| Neil Shafer-Ray | |
| Title: | Professor |
| Education: | B.A. 1986 Massachusetts Institute of Technology |
| Ph.D. 1990 Columbia University | |
| Office: | 123 Nielsen Hall |
| Phone: | 405-325-3961, ext. 36123 |
| Email: | |
| Research Home Page |
Our group currently covers three research areas: The first is an effort to use a novel resonance technique to measure the electron's electric dipole moment. The second is an effort to use recently developed techniques in cooling and trapping to create a source of ultracold nitric oxide molecules.

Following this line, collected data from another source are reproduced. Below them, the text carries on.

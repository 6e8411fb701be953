//! Sticky sidebar that scrolls faster than the window on desktop viewports.

#[derive(Debug, Clone, Copy, PartialEq)]
pub struct PanelMetrics {
    pub scroll_top: f64,
    pub scroll_height: f64,
    pub client_height: f64,
}

impl PanelMetrics {
    #[must_use]
    pub fn max_scroll(&self) -> f64 {
        (self.scroll_height - self.client_height).max(0.0)
    }
}

#[derive(Debug, Clone, Copy, PartialEq)]
pub struct ScrollSync {
    multiplier: f64,
    desktop_min_width: f64,
    last_scroll: f64,
}

impl ScrollSync {
    #[must_use]
    pub const fn new(multiplier: f64, desktop_min_width: f64) -> Self {
        Self {
            multiplier,
            desktop_min_width,
            last_scroll: 0.0,
        }
    }

    #[must_use]
    pub fn is_enabled(&self, viewport_width: f64) -> bool {
        viewport_width >= self.desktop_min_width
    }

    /// Window scrolled to `window_scroll`: returns the panel's new `scrollTop`,
    /// the amplified delta clamped to `[0, max_scroll]`.
    pub fn on_scroll(&mut self, window_scroll: f64, panel: PanelMetrics) -> f64 {
        let delta = window_scroll - self.last_scroll;
        self.last_scroll = window_scroll.max(0.0);
        (delta.mul_add(self.multiplier, panel.scroll_top)).clamp(0.0, panel.max_scroll())
    }

    /// Resize handler: below the breakpoint the panel goes back to the top.
    #[must_use]
    pub fn on_resize(&self, viewport_width: f64) -> Option<f64> {
        (!self.is_enabled(viewport_width)).then_some(0.0)
    }
}

#[cfg(test)]
mod tests {
    use super::*;

    fn panel(scroll_top: f64) -> PanelMetrics {
        PanelMetrics {
            scroll_top,
            scroll_height: 2000.0,
            client_height: 800.0,
        }
    }

    #[test]
    fn desktop_only() {
        let sync = ScrollSync::new(50.0, 992.0);
        assert!(sync.is_enabled(1280.0));
        assert!(!sync.is_enabled(991.0));
        assert_eq!(sync.on_resize(700.0), Some(0.0));
        assert_eq!(sync.on_resize(1200.0), None);
    }

    #[test]
    fn amplifies_delta_in_both_directions() {
        let mut sync = ScrollSync::new(50.0, 992.0);
        let down = sync.on_scroll(4.0, panel(100.0));
        assert!((down - 300.0).abs() < f64::EPSILON);
        let up = sync.on_scroll(2.0, panel(down));
        assert!((up - 200.0).abs() < f64::EPSILON);
    }

    #[test]
    fn clamps_to_scrollable_range() {
        let mut sync = ScrollSync::new(50.0, 992.0);
        assert!((sync.on_scroll(100.0, panel(0.0)) - 1200.0).abs() < f64::EPSILON);
        assert!(sync.on_scroll(0.0, panel(1200.0)).abs() < f64::EPSILON);
        let short = PanelMetrics {
            scroll_top: 0.0,
            scroll_height: 300.0,
            client_height: 500.0,
        };
        assert!(sync.on_scroll(50.0, short).abs() < f64::EPSILON);
    }
}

It is well known that an electron carries a magnetic moment, m=μBgS,that is proportional to its spin. (Here μB is the Bohr magneton and g the dimensionless "g-factor".) In the early 1950's Purcell and Ramsey suggested that the electron may also carry an electric dipole moment leading to an interaction
U = - μB(gS·B + gEDMS·E/c)
Whereas the g factor is known to be a bit larger than 2, current experiments limit |gEDM μB/c| to less than 10-27e cm. A major focus of our group is to either measure or place an even smaller limit on the value of gEDM. To do so we are observing magic values of electric field for which the magnet moment of the molecule PbF vanishes. If the electron has a dipole moment, this electric field value will be different for the case of a magnetic field parallel to an electric field and the case of a magnetic field anti-parallel to an electric field. Measurement of a non-zero electric dipole moment would help differentiate between competing models of Particle Physics and could help explain mechanisms for CP violation that might have led to a matter-dominated Universe.

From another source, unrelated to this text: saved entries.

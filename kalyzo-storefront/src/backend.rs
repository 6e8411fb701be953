//! In-memory storefront server.
//!
//! Answers the cart and order endpoints the way the shop backend does, so the
//! client can be exercised end to end without a browser or network.

use crate::checkout::CustomerForm;
use crate::config::Endpoints;
use crate::format::format_price;
use crate::numbers::u32_to_f64;
use crate::transport::{Method, Request, RequestBody, Response, Transport, TransportError};
use crate::variant::VariantId;
use async_trait::async_trait;
use serde_json::{Value, json};
use std::cell::RefCell;
use std::collections::BTreeMap;
use std::fmt::Write as _;

pub const DEFAULT_WHATSAPP_NUMBER: &str = "573217618510";

/// A purchasable variant known to the backend.
#[derive(Debug, Clone, PartialEq)]
pub struct CatalogEntry {
    pub product_name: String,
    pub price: f64,
    pub stock: u32,
}

impl CatalogEntry {
    pub fn new(product_name: impl Into<String>, price: f64, stock: u32) -> Self {
        Self {
            product_name: product_name.into(),
            price,
            stock,
        }
    }
}

/// An order accepted by the backend.
#[derive(Debug, Clone, PartialEq)]
pub struct StoredOrder {
    pub id: u64,
    pub customer: CustomerForm,
    pub lines: Vec<(VariantId, u32)>,
    pub total: f64,
}

#[derive(Debug, Default)]
struct BackendState {
    cart: BTreeMap<VariantId, u32>,
    orders: Vec<StoredOrder>,
    requests: Vec<Request>,
    pending_failures: u32,
}

pub struct MemoryBackend {
    endpoints: Endpoints,
    token: String,
    catalog: BTreeMap<VariantId, CatalogEntry>,
    state: RefCell<BackendState>,
}

fn reply(status: u16, body: &Value) -> Response {
    Response {
        status,
        body: body.to_string(),
    }
}

fn form_value<'a>(body: &'a RequestBody, key: &str) -> Option<&'a str> {
    match body {
        RequestBody::Form(pairs) => pairs
            .iter()
            .find(|(name, _)| name == key)
            .map(|(_, value)| value.as_str()),
        _ => None,
    }
}

fn parse_variant(body: &RequestBody) -> Option<VariantId> {
    form_value(body, "variant_id").and_then(|raw| raw.parse().ok())
}

fn parse_quantity(body: &RequestBody) -> i64 {
    form_value(body, "quantity")
        .and_then(|raw| raw.trim().parse().ok())
        .unwrap_or(1)
}

impl MemoryBackend {
    /// Backend accepting `token` as its anti-forgery token.
    pub fn new(token: impl Into<String>) -> Self {
        Self {
            endpoints: Endpoints::default(),
            token: token.into(),
            catalog: BTreeMap::new(),
            state: RefCell::new(BackendState::default()),
        }
    }

    #[must_use]
    pub fn with_endpoints(mut self, endpoints: Endpoints) -> Self {
        self.endpoints = endpoints;
        self
    }

    #[must_use]
    pub fn with_variant(mut self, id: u64, entry: CatalogEntry) -> Self {
        self.catalog.insert(VariantId(id), entry);
        self
    }

    /// Seed a cart line without going through the endpoints.
    pub fn put_in_cart(&self, id: u64, quantity: u32) {
        self.state.borrow_mut().cart.insert(VariantId(id), quantity);
    }

    /// Make the next `count` requests fail at the network level.
    pub fn fail_next(&self, count: u32) {
        self.state.borrow_mut().pending_failures = count;
    }

    #[must_use]
    pub fn cart_count(&self) -> u32 {
        self.state.borrow().cart.values().sum()
    }

    #[must_use]
    pub fn cart_quantity(&self, id: u64) -> Option<u32> {
        self.state.borrow().cart.get(&VariantId(id)).copied()
    }

    #[must_use]
    pub fn requests(&self) -> Vec<Request> {
        self.state.borrow().requests.clone()
    }

    /// Paths of every POST received, in order.
    #[must_use]
    pub fn posted_paths(&self) -> Vec<String> {
        self.state
            .borrow()
            .requests
            .iter()
            .filter(|r| r.method == Method::Post)
            .map(|r| r.path.clone())
            .collect()
    }

    #[must_use]
    pub fn orders(&self) -> Vec<StoredOrder> {
        self.state.borrow().orders.clone()
    }

    fn cart_total(&self, cart: &BTreeMap<VariantId, u32>) -> f64 {
        cart.iter()
            .filter_map(|(id, qty)| self.catalog.get(id).map(|e| e.price * u32_to_f64(*qty)))
            .sum()
    }

    fn mutation(&self, success: bool, message: &str) -> Response {
        let state = self.state.borrow();
        let count: u32 = state.cart.values().sum();
        reply(
            200,
            &json!({
                "success": success,
                "message": message,
                "cart_count": count,
                "cart_total": self.cart_total(&state.cart),
            }),
        )
    }

    fn handle_count(&self) -> Response {
        let state = self.state.borrow();
        reply(
            200,
            &json!({
                "cart_count": state.cart.values().sum::<u32>(),
                "cart_total": self.cart_total(&state.cart),
            }),
        )
    }

    fn handle_items(&self) -> Response {
        let state = self.state.borrow();
        let items: Vec<Value> = state
            .cart
            .iter()
            .filter_map(|(id, qty)| {
                self.catalog.get(id).map(|entry| {
                    json!({
                        "variant_id": id.0,
                        "product_name": entry.product_name,
                        "price": entry.price,
                        "quantity": qty,
                    })
                })
            })
            .collect();
        reply(
            200,
            &json!({
                "items": items,
                "cart_count": state.cart.values().sum::<u32>(),
                "total": self.cart_total(&state.cart),
            }),
        )
    }

    fn handle_add(&self, body: &RequestBody) -> Response {
        let Some(id) = parse_variant(body) else {
            return reply(
                400,
                &json!({"success": false, "message": "Producto no especificado"}),
            );
        };
        let Some(entry) = self.catalog.get(&id) else {
            return self.mutation(false, "Producto no encontrado");
        };
        let requested = u32::try_from(parse_quantity(body)).unwrap_or(0);
        let current = self.cart_quantity(id.0).unwrap_or(0);
        let total = current.saturating_add(requested);
        if entry.stock < total {
            return self.mutation(
                false,
                &format!("Stock insuficiente. Disponible: {}", entry.stock),
            );
        }
        self.state.borrow_mut().cart.insert(id, total);
        self.mutation(true, "Producto agregado al carrito")
    }

    fn handle_update(&self, body: &RequestBody) -> Response {
        let quantity = parse_quantity(body);
        if quantity <= 0 {
            return self.handle_remove(body);
        }
        let entry = parse_variant(body).and_then(|id| {
            let current = self.cart_quantity(id.0)?;
            self.catalog.get(&id).map(|entry| (id, current, entry))
        });
        let Some((id, current, entry)) = entry else {
            return self.mutation(false, "Producto no encontrado en el carrito");
        };
        let quantity = u32::try_from(quantity).unwrap_or(u32::MAX);
        if quantity > current && entry.stock < quantity - current {
            return self.mutation(
                false,
                &format!("Stock insuficiente. Disponible: {}", entry.stock),
            );
        }
        self.state.borrow_mut().cart.insert(id, quantity);
        self.mutation(true, "Cantidad actualizada")
    }

    fn handle_remove(&self, body: &RequestBody) -> Response {
        let removed = parse_variant(body)
            .and_then(|id| self.state.borrow_mut().cart.remove(&id))
            .is_some();
        if removed {
            self.mutation(true, "Producto eliminado del carrito")
        } else {
            self.mutation(false, "Producto no encontrado")
        }
    }

    fn handle_clear(&self) -> Response {
        self.state.borrow_mut().cart.clear();
        self.mutation(true, "Carrito vaciado")
    }

    fn handle_order(&self, body: &RequestBody) -> Response {
        let RequestBody::Json(value) = body else {
            return reply(
                400,
                &json!({"success": false, "message": "Datos JSON inválidos"}),
            );
        };
        let customer = match serde_json::from_value::<CustomerForm>(value.clone()) {
            Ok(form) if form.validate().is_ok() => form,
            _ => {
                return reply(
                    400,
                    &json!({"success": false, "message": "Datos inválidos"}),
                );
            }
        };

        let mut state = self.state.borrow_mut();
        if state.cart.is_empty() {
            return reply(
                400,
                &json!({"success": false, "message": "El carrito está vacío"}),
            );
        }
        let id = u64::try_from(state.orders.len()).unwrap_or(u64::MAX).saturating_add(1);
        let total = self.cart_total(&state.cart);
        let mut message = format!("Hola, quiero confirmar mi pedido #{id}\n");
        for (variant, qty) in &state.cart {
            if let Some(entry) = self.catalog.get(variant) {
                let _ = writeln!(message, "- {} x{qty}", entry.product_name);
            }
        }
        let _ = write!(message, "Total: {}", format_price(total));

        let lines = std::mem::take(&mut state.cart).into_iter().collect();
        state.orders.push(StoredOrder {
            id,
            customer,
            lines,
            total,
        });
        reply(
            200,
            &json!({
                "success": true,
                "message": "Orden creada exitosamente",
                "data": {
                    "order_id": id,
                    "whatsapp_message": message,
                    "whatsapp_number": DEFAULT_WHATSAPP_NUMBER,
                    "total": total.to_string(),
                },
            }),
        )
    }

    fn route(&self, request: &Request) -> Response {
        let endpoints = &self.endpoints;
        let path = request.path.as_str();

        if request.method == Method::Post
            && request.csrf_token.as_deref() != Some(self.token.as_str())
        {
            return Response {
                status: 403,
                body: "<h1>403 Forbidden</h1><p>CSRF verification failed.</p>".to_string(),
            };
        }

        match request.method {
            Method::Get if path == endpoints.cart_count => self.handle_count(),
            Method::Get if path == endpoints.cart_items => self.handle_items(),
            Method::Post if path == endpoints.cart_add => self.handle_add(&request.body),
            Method::Post if path == endpoints.cart_update => self.handle_update(&request.body),
            Method::Post if path == endpoints.cart_remove => self.handle_remove(&request.body),
            Method::Post if path == endpoints.cart_clear => self.handle_clear(),
            Method::Post if path == endpoints.order_create => self.handle_order(&request.body),
            _ => Response {
                status: 404,
                body: "<h1>Not Found</h1>".to_string(),
            },
        }
    }
}

#[async_trait(?Send)]
impl Transport for MemoryBackend {
    async fn send(&self, request: Request) -> Result<Response, TransportError> {
        let failing = {
            let mut state = self.state.borrow_mut();
            state.requests.push(request.clone());
            if state.pending_failures > 0 {
                state.pending_failures -= 1;
                true
            } else {
                false
            }
        };
        if failing {
            log::debug!("simulated network failure for {}", request.path);
            return Err(TransportError::Network("connection reset".to_string()));
        }
        Ok(self.route(&request))
    }
}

Cold populations of gas phase molecules contained by non-uniform electro-magnetic fields are of great importance to many fields, including precision measurement, navigation, time standards, and quantum computing. Our group is working with the Abraham laboratory to create an ultracold source of nitric oxide molecules. Here slow moving nitric oxide molecules are optically pumped into a trap state using pseudo continuous laser radiation. This creates a relatively hot (~1 K) population of trapped molecules. The temperature is then reduced with a second optical pumping scheme (demonstrated for atoms by the Raizen group at the University of Texas Austin.) The goal of this research is to create a dense source of NO molecules at a temperature below 1 mK.

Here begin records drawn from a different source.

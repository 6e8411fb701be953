use crate::bus::{PageEvent, use_page_events};
use crate::dom::pause;
use crate::i18n;
use kalyzo_storefront::{Effect, ToastKind};
use std::rc::Rc;
use yew::prelude::*;

#[derive(Clone, PartialEq, Eq, Debug)]
pub struct ToastEntry {
    pub id: usize,
    pub kind: ToastKind,
    pub text: String,
}

const fn alert_class(kind: ToastKind) -> &'static str {
    match kind {
        ToastKind::Success => "alert-success",
        ToastKind::Error => "alert-danger",
        ToastKind::Info => "alert-info",
    }
}

const fn icon_class(kind: ToastKind) -> &'static str {
    match kind {
        ToastKind::Success => "bi-check-circle-fill",
        ToastKind::Error => "bi-exclamation-triangle-fill",
        ToastKind::Info => "bi-info-circle-fill",
    }
}

#[derive(Properties, PartialEq, Clone)]
pub struct Props {
    pub toasts: Vec<ToastEntry>,
    #[prop_or_default]
    pub on_dismiss: Callback<usize>,
}

#[function_component(ToastStack)]
pub fn toast_stack(props: &Props) -> Html {
    html! {
        <div class="toast-stack position-fixed top-0 start-50 translate-middle-x mt-3" role="status" aria-live="polite">
            { for props.toasts.iter().map(|toast| {
                let on_click = {
                    let cb = props.on_dismiss.clone();
                    let id = toast.id;
                    Callback::from(move |_| cb.emit(id))
                };
                let heading = i18n::t(&format!("toast.{}", toast.kind.as_str()));
                html! {
                    <div
                        key={toast.id}
                        class={classes!("alert", alert_class(toast.kind), "alert-dismissible", "fade", "show", "shadow-lg")}
                        role="alert"
                    >
                        <i class={classes!("bi", icon_class(toast.kind), "me-2")}></i>
                        <strong>{ heading }</strong>{" "}{ toast.text.clone() }
                        <button type="button" class="btn-close" aria-label={i18n::t("toast.dismiss")} onclick={on_click}></button>
                    </div>
                }
            }) }
        </div>
    }
}

pub enum ToastAction {
    Push(ToastEntry),
    Dismiss(usize),
}

#[derive(Default, PartialEq)]
struct ToastList {
    entries: Vec<ToastEntry>,
}

impl Reducible for ToastList {
    type Action = ToastAction;

    fn reduce(self: Rc<Self>, action: Self::Action) -> Rc<Self> {
        let mut entries = self.entries.clone();
        match action {
            ToastAction::Push(entry) => entries.push(entry),
            ToastAction::Dismiss(id) => entries.retain(|entry| entry.id != id),
        }
        Rc::new(Self { entries })
    }
}

/// Shows every toast effect and drops it after its lifetime.
#[function_component(ToastHost)]
pub fn toast_host() -> Html {
    let list = use_reducer(ToastList::default);
    let next_id = use_mut_ref(|| 0_usize);

    {
        let dispatcher = list.dispatcher();
        use_page_events(Callback::from(move |event: PageEvent| {
            let PageEvent::Effect(Effect::Toast(toast)) = event else {
                return;
            };
            let id = {
                let mut next = next_id.borrow_mut();
                *next += 1;
                *next
            };
            dispatcher.dispatch(ToastAction::Push(ToastEntry {
                id,
                kind: toast.kind,
                text: i18n::message(&toast.message),
            }));
            let dispatcher = dispatcher.clone();
            let ttl = toast.ttl_ms;
            wasm_bindgen_futures::spawn_local(async move {
                pause(ttl, "toast dismissal").await;
                dispatcher.dispatch(ToastAction::Dismiss(id));
            });
        }));
    }

    let on_dismiss = {
        let dispatcher = list.dispatcher();
        Callback::from(move |id| dispatcher.dispatch(ToastAction::Dismiss(id)))
    };

    html! { <ToastStack toasts={list.entries.clone()} {on_dismiss} /> }
}
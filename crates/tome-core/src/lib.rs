//! Core types and trait definitions for the tome corpus store.
//!
//! This crate is deliberately free of filesystem and database dependencies.
//! All other crates depend on it; it depends on nothing heavier than
//! `thiserror`.

pub mod content;
pub mod error;
pub mod graph;
pub mod stats;
pub mod store;
pub mod unit;

pub use error::{Error, Result};
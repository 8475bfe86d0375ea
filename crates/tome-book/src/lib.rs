//! Book-export ingestion for tome.
//!
//! Parses the flat directory produced by the upstream book exporter — one
//! file per statement, proof, footnote, or annotation, named by convention —
//! plus the roster, title-metadata, statistics-blob, and parts files. Bodies
//! are opaque rendered text; nothing here parses LaTeX and nothing here
//! touches the database.
//!
//! A malformed fragment yields an error for that file only; scanning a
//! directory returns everything that parsed plus the list of files that did
//! not, so one bad fragment never aborts a sync batch.

pub mod error;
pub mod fragment;
pub mod meta;
pub mod roster;
pub mod source;

pub use error::{Error, Result};
pub use fragment::Fragment;
pub use roster::Roster;
pub use source::{BookScan, SkippedFile, scan_book_dir};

Representative Publications:
- P. Sivakumar, C.P. McRaven, M. Rupasinghe, T. Yang, N.E. Shafer-Ray, T. Sears, and G. Hall, "Pseudo-continuous resonance enhanced multiphoton ionization: Application to the determination of the hyperfine constants of 208Pb19F," Molecular Physics, 108, 927 (2010).
- C.P. McRaven, P. Sivakumar, and N.E. Shafer-Ray, "Experimental Determination of the Hyperfine States of the 207Pb19F molecule," Phys. Rev. A, 054502 (2008).
- Milinda Rupasinghe and N.E. Shafer-Ray, "Effect of the geometric phase on the possible measurement of the electron’s electric dipole moment using molecules confined by a Stark gravitational trap," Phys. Rev. A, 78, 033427 (2008).
- Bryan J. Bichsel, Michael A. Morrison, Neil Shafer-Ray, and E. R. Abraham, "Experimental and theoretical investigation of the Stark effect for manipulating cold molecules: Application to nitric oxide," Phys. Rev. A, 75, 023410 (2007).
- Neil Shafer-Ray, "Possibility of zero-g-factor paramagnetic molecules for measurement of the electron's electric dipole moment," Phys. Rev. A, 73, 034102 (2006).